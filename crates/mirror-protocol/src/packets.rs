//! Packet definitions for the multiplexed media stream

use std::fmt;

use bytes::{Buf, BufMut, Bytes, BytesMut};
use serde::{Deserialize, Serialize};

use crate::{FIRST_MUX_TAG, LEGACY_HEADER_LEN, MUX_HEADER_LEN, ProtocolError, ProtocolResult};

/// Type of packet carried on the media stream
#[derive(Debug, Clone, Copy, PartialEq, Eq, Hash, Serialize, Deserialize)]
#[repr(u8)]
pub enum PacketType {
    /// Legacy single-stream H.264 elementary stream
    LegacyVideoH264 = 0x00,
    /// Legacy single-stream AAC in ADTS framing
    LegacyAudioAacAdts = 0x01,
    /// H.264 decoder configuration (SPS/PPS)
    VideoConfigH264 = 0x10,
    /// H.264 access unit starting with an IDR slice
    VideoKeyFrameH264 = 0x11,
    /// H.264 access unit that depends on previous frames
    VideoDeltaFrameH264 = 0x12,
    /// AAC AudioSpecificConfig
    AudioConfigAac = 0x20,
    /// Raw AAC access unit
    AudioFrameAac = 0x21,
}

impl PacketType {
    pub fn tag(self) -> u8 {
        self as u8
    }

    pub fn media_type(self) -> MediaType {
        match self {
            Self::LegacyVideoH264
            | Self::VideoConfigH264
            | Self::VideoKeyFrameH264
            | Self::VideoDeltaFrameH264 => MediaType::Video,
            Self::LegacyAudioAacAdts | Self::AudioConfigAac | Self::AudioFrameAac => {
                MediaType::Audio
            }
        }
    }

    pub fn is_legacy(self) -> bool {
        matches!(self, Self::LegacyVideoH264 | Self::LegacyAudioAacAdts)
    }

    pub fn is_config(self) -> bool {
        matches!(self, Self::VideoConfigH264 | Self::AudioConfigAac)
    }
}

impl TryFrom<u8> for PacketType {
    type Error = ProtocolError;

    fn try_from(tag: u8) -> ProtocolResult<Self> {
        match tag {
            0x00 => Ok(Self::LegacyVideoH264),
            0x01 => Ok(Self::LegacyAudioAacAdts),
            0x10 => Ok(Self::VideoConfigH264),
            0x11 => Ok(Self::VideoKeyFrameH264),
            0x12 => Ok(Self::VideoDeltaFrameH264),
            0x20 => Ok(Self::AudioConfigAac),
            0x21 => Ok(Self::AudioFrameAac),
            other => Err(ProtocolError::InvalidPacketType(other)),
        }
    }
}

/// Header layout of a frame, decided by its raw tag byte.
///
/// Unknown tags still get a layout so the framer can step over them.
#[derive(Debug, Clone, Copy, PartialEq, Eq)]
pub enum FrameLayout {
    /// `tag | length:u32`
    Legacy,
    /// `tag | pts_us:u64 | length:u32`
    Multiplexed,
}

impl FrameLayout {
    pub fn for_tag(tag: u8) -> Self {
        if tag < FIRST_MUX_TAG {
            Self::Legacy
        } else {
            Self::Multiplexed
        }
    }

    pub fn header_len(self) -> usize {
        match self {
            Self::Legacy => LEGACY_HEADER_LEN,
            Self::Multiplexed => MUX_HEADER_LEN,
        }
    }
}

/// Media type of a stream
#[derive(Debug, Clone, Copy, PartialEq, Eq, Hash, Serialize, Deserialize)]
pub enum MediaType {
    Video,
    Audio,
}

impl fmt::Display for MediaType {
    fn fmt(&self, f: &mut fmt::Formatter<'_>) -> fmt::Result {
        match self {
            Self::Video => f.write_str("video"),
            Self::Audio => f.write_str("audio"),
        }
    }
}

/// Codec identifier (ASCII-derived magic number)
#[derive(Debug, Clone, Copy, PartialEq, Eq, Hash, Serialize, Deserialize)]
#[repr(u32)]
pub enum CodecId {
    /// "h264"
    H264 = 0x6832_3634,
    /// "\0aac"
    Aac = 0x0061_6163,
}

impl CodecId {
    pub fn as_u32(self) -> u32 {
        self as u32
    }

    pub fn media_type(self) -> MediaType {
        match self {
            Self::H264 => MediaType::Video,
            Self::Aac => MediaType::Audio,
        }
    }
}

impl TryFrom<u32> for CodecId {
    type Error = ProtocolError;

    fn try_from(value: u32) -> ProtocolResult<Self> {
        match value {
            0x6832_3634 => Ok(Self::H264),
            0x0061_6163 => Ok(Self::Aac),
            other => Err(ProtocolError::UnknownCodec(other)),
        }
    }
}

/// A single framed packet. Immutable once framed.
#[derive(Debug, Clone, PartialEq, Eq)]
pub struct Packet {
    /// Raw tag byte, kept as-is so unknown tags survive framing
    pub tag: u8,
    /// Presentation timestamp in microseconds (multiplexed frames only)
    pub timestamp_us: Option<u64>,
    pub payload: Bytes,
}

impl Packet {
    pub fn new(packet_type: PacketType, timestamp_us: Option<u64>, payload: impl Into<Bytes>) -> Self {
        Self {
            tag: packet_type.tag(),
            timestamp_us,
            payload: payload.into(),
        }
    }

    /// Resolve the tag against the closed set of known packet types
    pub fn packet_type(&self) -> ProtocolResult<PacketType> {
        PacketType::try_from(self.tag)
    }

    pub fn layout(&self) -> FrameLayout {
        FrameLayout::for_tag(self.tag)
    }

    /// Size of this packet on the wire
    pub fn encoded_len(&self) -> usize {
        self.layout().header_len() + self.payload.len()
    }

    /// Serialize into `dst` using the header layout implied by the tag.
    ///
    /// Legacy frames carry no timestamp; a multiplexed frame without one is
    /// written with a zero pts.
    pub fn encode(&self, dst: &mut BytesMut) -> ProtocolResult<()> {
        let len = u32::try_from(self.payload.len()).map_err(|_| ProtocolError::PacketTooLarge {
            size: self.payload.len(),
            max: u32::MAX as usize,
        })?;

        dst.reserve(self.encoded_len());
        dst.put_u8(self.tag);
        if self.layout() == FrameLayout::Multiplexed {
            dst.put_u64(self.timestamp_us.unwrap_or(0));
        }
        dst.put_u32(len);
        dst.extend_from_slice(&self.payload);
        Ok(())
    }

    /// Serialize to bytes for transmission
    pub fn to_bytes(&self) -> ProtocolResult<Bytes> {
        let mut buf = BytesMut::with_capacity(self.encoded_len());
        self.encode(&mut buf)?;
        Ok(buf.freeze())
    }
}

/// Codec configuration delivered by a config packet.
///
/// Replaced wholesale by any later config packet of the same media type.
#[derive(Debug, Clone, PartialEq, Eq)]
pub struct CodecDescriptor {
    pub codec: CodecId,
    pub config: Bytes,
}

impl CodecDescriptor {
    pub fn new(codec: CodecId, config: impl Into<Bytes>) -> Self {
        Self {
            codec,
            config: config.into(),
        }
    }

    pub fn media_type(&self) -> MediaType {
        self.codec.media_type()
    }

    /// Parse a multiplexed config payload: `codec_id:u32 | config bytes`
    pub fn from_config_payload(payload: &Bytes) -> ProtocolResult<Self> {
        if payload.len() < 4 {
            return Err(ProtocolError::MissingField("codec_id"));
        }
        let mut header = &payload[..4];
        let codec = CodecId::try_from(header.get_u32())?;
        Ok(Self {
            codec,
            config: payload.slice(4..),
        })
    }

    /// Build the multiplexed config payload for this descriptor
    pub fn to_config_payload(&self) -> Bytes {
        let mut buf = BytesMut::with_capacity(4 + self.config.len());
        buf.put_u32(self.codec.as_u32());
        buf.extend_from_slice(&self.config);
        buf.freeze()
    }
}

--------

> [WHAT NEEDS TO BE DONE]
If a line in the material above contains the word "AudioFrameAac", copy it.

> [TASK ANSWER]
    AudioFrameAac = 0x21,
            Self::LegacyAudioAacAdts | Self::AudioConfigAac | Self::AudioFrameAac => {
            0x21 => Ok(Self::AudioFrameAac),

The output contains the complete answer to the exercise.